## YOUR ASSIGNMENT
Determine how many lines in the records hold the word "MemoryStore". Return the number alone.

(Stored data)
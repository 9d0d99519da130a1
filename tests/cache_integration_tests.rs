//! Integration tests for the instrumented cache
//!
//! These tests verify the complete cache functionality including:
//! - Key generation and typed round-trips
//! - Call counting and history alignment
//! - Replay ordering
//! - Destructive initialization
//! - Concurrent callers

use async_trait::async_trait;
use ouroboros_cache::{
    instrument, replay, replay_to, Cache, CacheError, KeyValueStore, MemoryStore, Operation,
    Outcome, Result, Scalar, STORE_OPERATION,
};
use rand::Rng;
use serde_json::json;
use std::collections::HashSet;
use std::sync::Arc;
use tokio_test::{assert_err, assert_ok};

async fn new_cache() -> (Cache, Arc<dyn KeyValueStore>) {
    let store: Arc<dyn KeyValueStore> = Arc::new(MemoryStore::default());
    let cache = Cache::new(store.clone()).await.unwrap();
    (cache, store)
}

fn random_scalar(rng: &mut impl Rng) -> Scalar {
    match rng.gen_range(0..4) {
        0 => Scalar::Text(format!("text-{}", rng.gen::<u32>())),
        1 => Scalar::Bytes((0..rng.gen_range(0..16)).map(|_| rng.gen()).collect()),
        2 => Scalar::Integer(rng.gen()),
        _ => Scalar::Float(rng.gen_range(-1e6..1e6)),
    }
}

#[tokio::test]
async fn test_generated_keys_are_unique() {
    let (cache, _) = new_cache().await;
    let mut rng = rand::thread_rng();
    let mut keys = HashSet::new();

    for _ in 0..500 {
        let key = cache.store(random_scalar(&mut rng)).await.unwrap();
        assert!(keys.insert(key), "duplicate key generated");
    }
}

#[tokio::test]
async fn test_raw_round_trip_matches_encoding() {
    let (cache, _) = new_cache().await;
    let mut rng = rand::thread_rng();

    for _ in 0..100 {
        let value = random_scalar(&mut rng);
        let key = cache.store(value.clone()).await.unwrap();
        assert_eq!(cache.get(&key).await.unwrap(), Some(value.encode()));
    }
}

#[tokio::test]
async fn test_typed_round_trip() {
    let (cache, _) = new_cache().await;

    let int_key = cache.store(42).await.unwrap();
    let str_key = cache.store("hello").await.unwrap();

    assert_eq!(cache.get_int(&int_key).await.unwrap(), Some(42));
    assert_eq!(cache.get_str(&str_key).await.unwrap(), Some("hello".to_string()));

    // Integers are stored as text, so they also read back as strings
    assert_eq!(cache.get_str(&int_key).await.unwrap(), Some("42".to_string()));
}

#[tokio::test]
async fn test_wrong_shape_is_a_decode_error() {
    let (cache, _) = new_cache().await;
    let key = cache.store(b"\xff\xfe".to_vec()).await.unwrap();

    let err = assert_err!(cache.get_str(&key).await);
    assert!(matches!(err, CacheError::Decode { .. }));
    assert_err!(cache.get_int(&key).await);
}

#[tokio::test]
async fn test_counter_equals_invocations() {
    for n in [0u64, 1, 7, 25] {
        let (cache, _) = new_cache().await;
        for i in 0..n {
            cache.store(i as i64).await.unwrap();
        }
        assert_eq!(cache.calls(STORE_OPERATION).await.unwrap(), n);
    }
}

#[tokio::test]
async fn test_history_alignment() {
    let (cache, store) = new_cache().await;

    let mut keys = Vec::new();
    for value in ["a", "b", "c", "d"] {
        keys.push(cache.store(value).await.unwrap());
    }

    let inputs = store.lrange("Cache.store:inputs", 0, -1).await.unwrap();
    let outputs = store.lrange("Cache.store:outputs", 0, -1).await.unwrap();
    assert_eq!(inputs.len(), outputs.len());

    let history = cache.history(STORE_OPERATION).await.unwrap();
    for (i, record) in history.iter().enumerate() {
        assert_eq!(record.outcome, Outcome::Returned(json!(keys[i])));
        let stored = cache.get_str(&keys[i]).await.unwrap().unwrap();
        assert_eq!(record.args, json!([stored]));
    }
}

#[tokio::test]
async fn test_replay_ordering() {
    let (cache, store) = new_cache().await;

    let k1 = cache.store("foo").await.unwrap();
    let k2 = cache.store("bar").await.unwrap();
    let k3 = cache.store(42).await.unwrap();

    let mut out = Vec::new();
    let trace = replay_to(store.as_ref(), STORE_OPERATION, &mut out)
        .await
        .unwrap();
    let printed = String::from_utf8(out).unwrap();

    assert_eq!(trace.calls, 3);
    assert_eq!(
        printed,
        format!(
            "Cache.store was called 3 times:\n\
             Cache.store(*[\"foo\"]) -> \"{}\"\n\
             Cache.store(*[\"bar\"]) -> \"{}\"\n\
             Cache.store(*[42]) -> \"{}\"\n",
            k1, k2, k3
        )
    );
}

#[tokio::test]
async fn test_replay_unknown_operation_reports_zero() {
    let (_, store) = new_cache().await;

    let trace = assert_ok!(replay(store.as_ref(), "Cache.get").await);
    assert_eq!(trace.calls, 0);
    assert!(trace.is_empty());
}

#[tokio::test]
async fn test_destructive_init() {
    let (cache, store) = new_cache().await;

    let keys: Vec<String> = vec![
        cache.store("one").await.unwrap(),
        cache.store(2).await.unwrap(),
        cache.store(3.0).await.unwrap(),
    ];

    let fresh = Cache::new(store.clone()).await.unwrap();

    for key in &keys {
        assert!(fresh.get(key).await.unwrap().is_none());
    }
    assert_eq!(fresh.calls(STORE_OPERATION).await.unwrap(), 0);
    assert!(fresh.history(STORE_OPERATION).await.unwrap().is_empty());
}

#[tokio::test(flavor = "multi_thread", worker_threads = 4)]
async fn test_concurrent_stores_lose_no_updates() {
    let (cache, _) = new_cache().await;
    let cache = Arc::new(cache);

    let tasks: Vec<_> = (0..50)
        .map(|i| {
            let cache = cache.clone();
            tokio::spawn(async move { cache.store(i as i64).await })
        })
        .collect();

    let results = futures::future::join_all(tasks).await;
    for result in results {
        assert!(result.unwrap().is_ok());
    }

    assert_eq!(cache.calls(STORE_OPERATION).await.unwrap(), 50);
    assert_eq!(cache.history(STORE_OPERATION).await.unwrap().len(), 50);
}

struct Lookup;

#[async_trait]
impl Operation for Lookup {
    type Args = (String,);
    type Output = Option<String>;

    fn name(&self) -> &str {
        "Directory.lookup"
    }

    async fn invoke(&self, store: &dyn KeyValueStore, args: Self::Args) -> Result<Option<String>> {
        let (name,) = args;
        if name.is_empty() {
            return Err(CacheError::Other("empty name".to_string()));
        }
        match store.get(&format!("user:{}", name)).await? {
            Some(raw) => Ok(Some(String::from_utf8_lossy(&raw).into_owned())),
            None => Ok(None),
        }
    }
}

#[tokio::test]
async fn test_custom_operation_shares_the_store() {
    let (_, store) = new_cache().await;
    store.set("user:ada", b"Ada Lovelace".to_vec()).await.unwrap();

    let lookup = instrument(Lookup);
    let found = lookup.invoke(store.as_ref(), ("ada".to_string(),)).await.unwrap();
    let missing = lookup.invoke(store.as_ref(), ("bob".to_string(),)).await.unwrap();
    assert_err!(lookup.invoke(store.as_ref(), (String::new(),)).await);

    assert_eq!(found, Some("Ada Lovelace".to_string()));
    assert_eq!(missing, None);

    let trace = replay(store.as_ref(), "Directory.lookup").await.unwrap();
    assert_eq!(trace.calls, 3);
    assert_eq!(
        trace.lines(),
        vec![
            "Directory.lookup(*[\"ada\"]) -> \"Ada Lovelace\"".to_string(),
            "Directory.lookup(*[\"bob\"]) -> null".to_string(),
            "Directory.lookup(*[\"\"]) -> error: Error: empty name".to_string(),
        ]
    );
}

## THE ANSWER
2